##### TASK MATERIAL #####

//! validation::params
//!
//! Parameter values and typed parameter extraction.
//!
//! Validators receive their inputs as a name-to-value map. Fetching a
//! parameter goes through [`get_param`], which checks both presence and kind,
//! so individual validators never repeat the type switch.
//!
//! # Example
//!
//! ```
//! use modsync::validation::params::{get_param, ParamValue, Params};
//!
//! let mut params = Params::new();
//! params.insert("length".into(), ParamValue::Int64(5));
//!
//! let length: i64 = get_param(&params, "length").unwrap();
//! assert_eq!(length, 5);
//!
//! // Wrong kind is a descriptive error, not a panic
//! assert!(get_param::<String>(&params, "length").is_err());
//! assert!(get_param::<i64>(&params, "missing").is_err());
//! ```

use std::collections::BTreeMap;

use serde::{Deserialize, Serialize};

use super::ValidationError;
use crate::core::module::DataType;

/// Parameter map handed to a validator.
pub type Params = BTreeMap<String, ParamValue>;

/// A scalar parameter or configuration value.
///
/// Deserialization tries the variants in declaration order, so YAML `5`
/// becomes `Int64` and `5.0` becomes `Float64`.
#[derive(Debug, Clone, PartialEq, Serialize, Deserialize)]
#[serde(untagged)]
pub enum ParamValue {
    Bool(bool),
    Int64(i64),
    Float64(f64),
    String(String),
}

impl ParamValue {
    /// The data type this value carries.
    pub fn kind(&self) -> DataType {
        match self {
            ParamValue::Bool(_) => DataType::Bool,
            ParamValue::Int64(_) => DataType::Int64,
            ParamValue::Float64(_) => DataType::Float64,
            ParamValue::String(_) => DataType::String,
        }
    }

    pub fn is_numeric(&self) -> bool {
        matches!(self, ParamValue::Int64(_) | ParamValue::Float64(_))
    }

    /// Whether this value widens to `data_type`: an integer where a float is
    /// expected.
    pub fn widens_to(&self, data_type: DataType) -> bool {
        matches!((self, data_type), (ParamValue::Int64(_), DataType::Float64))
    }

    /// Convert in place when [`widens_to`](Self::widens_to) holds.
    pub fn widen_to(&mut self, data_type: DataType) {
        if let (ParamValue::Int64(v), DataType::Float64) = (&*self, data_type) {
            *self = ParamValue::Float64(*v as f64);
        }
    }
}

impl std::fmt::Display for ParamValue {
    fn fmt(&self, f: &mut std::fmt::Formatter<'_>) -> std::fmt::Result {
        match self {
            ParamValue::Bool(v) => write!(f, "{}", v),
            ParamValue::Int64(v) => write!(f, "{}", v),
            ParamValue::Float64(v) => write!(f, "{}", v),
            ParamValue::String(v) => write!(f, "{:?}", v),
        }
    }
}

impl From<&str> for ParamValue {
    fn from(value: &str) -> Self {
        ParamValue::String(value.to_string())
    }
}

impl From<String> for ParamValue {
    fn from(value: String) -> Self {
        ParamValue::String(value)
    }
}

impl From<i64> for ParamValue {
    fn from(value: i64) -> Self {
        ParamValue::Int64(value)
    }
}

impl From<f64> for ParamValue {
    fn from(value: f64) -> Self {
        ParamValue::Float64(value)
    }
}

impl From<bool> for ParamValue {
    fn from(value: bool) -> Self {
        ParamValue::Bool(value)
    }
}

/// Types that can be extracted from a [`ParamValue`].
pub trait FromParam: Sized {
    /// Name used in error messages.
    const EXPECTED: &'static str;

    fn from_param(value: &ParamValue) -> Option<Self>;
}

impl FromParam for String {
    const EXPECTED: &'static str = "string";

    fn from_param(value: &ParamValue) -> Option<Self> {
        match value {
            ParamValue::String(s) => Some(s.clone()),
            _ => None,
        }
    }
}

impl FromParam for i64 {
    const EXPECTED: &'static str = "int";

    fn from_param(value: &ParamValue) -> Option<Self> {
        match value {
            ParamValue::Int64(v) => Some(*v),
            _ => None,
        }
    }
}

impl FromParam for f64 {
    const EXPECTED: &'static str = "float";

    fn from_param(value: &ParamValue) -> Option<Self> {
        match value {
            ParamValue::Float64(v) => Some(*v),
            _ => None,
        }
    }
}

impl FromParam for bool {
    const EXPECTED: &'static str = "bool";

    fn from_param(value: &ParamValue) -> Option<Self> {
        match value {
            ParamValue::Bool(v) => Some(*v),
            _ => None,
        }
    }
}

impl FromParam for ParamValue {
    const EXPECTED: &'static str = "any";

    fn from_param(value: &ParamValue) -> Option<Self> {
        Some(value.clone())
    }
}

/// Fetch a parameter by name as the requested type.
///
/// # Errors
///
/// - `MissingParameter` if `key` is absent
/// - `ParameterType` if the value is not of the requested kind
pub fn get_param<T: FromParam>(params: &Params, key: &str) -> Result<T, ValidationError> {
    let value = params
        .get(key)
        .ok_or_else(|| ValidationError::MissingParameter(key.to_string()))?;
    T::from_param(value).ok_or_else(|| ValidationError::ParameterType {
        name: key.to_string(),
        expected: T::EXPECTED,
        found: value.kind(),
    })
}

#####

* **REQUIRED WORK**
Set down every entry exactly as given.

* **OUTPUT FOR THIS TASK**
//! validation::params
//!
//! Parameter values and typed parameter extraction.
//!
//! Validators receive their inputs as a name-to-value map. Fetching a
//! parameter goes through [`get_param`], which checks both presence and kind,
//! so individual validators never repeat the type switch.
//!
//! # Example
//!
//! ```
//! use modsync::validation::params::{get_param, ParamValue, Params};
//!
//! let mut params = Params::new();
//! params.insert("length".into(), ParamValue::Int64(5));
//!
//! let length: i64 = get_param(&params, "length").unwrap();
//! assert_eq!(length, 5);
//!
//! // Wrong kind is a descriptive error, not a panic
//! assert!(get_param::<String>(&params, "length").is_err());
//! assert!(get_param::<i64>(&params, "missing").is_err());
//! ```

use std::collections::BTreeMap;

use serde::{Deserialize, Serialize};

use super::ValidationError;
use crate::core::module::DataType;

/// Parameter map handed to a validator.
pub type Params = BTreeMap<String, ParamValue>;

/// A scalar parameter or configuration value.
///
/// Deserialization tries the variants in declaration order, so YAML `5`
/// becomes `Int64` and `5.0` becomes `Float64`.
#[derive(Debug, Clone, PartialEq, Serialize, Deserialize)]
#[serde(untagged)]
pub enum ParamValue {
    Bool(bool),
    Int64(i64),
    Float64(f64),
    String(String),
}

impl ParamValue {
    /// The data type this value carries.
    pub fn kind(&self) -> DataType {
        match self {
            ParamValue::Bool(_) => DataType::Bool,
            ParamValue::Int64(_) => DataType::Int64,
            ParamValue::Float64(_) => DataType::Float64,
            ParamValue::String(_) => DataType::String,
        }
    }

    pub fn is_numeric(&self) -> bool {
        matches!(self, ParamValue::Int64(_) | ParamValue::Float64(_))
    }

    /// Whether this value widens to `data_type`: an integer where a float is
    /// expected.
    pub fn widens_to(&self, data_type: DataType) -> bool {
        matches!((self, data_type), (ParamValue::Int64(_), DataType::Float64))
    }

    /// Convert in place when [`widens_to`](Self::widens_to) holds.
    pub fn widen_to(&mut self, data_type: DataType) {
        if let (ParamValue::Int64(v), DataType::Float64) = (&*self, data_type) {
            *self = ParamValue::Float64(*v as f64);
        }
    }
}

impl std::fmt::Display for ParamValue {
    fn fmt(&self, f: &mut std::fmt::Formatter<'_>) -> std::fmt::Result {
        match self {
            ParamValue::Bool(v) => write!(f, "{}", v),
            ParamValue::Int64(v) => write!(f, "{}", v),
            ParamValue::Float64(v) => write!(f, "{}", v),
            ParamValue::String(v) => write!(f, "{:?}", v),
        }
    }
}

impl From<&str> for ParamValue {
    fn from(value: &str) -> Self {
        ParamValue::String(value.to_string())
    }
}

impl From<String> for ParamValue {
    fn from(value: String) -> Self {
        ParamValue::String(value)
    }
}

impl From<i64> for ParamValue {
    fn from(value: i64) -> Self {
        ParamValue::Int64(value)
    }
}

impl From<f64> for ParamValue {
    fn from(value: f64) -> Self {
        ParamValue::Float64(value)
    }
}

impl From<bool> for ParamValue {
    fn from(value: bool) -> Self {
        ParamValue::Bool(value)
    }
}

/// Types that can be extracted from a [`ParamValue`].
pub trait FromParam: Sized {
    /// Name used in error messages.
    const EXPECTED: &'static str;

    fn from_param(value: &ParamValue) -> Option<Self>;
}

impl FromParam for String {
    const EXPECTED: &'static str = "string";

    fn from_param(value: &ParamValue) -> Option<Self> {
        match value {
            ParamValue::String(s) => Some(s.clone()),
            _ => None,
        }
    }
}

impl FromParam for i64 {
    const EXPECTED: &'static str = "int";

    fn from_param(value: &ParamValue) -> Option<Self> {
        match value {
            ParamValue::Int64(v) => Some(*v),
            _ => None,
        }
    }
}

impl FromParam for f64 {
    const EXPECTED: &'static str = "float";

    fn from_param(value: &ParamValue) -> Option<Self> {
        match value {
            ParamValue::Float64(v) => Some(*v),
            _ => None,
        }
    }
}

impl FromParam for bool {
    const EXPECTED: &'static str = "bool";

    fn from_param(value: &ParamValue) -> Option<Self> {
        match value {
            ParamValue::Bool(v) => Some(*v),
            _ => None,
        }
    }
}

impl FromParam for ParamValue {
    const EXPECTED: &'static str = "any";

    fn from_param(value: &ParamValue) -> Option<Self> {
        Some(value.clone())
    }
}

/// Fetch a parameter by name as the requested type.
///
/// # Errors
///
/// - `MissingParameter` if `key` is absent
/// - `ParameterType` if the value is not of the requested kind
pub fn get_param<T: FromParam>(params: &Params, key: &str) -> Result<T, ValidationError> {
    let value = params
        .get(key)
        .ok_or_else(|| ValidationError::MissingParameter(key.to_string()))?;
    T::from_param(value).ok_or_else(|| ValidationError::ParameterType {
        name: key.to_string(),
        expected: T::EXPECTED,
        found: value.kind(),
    })
}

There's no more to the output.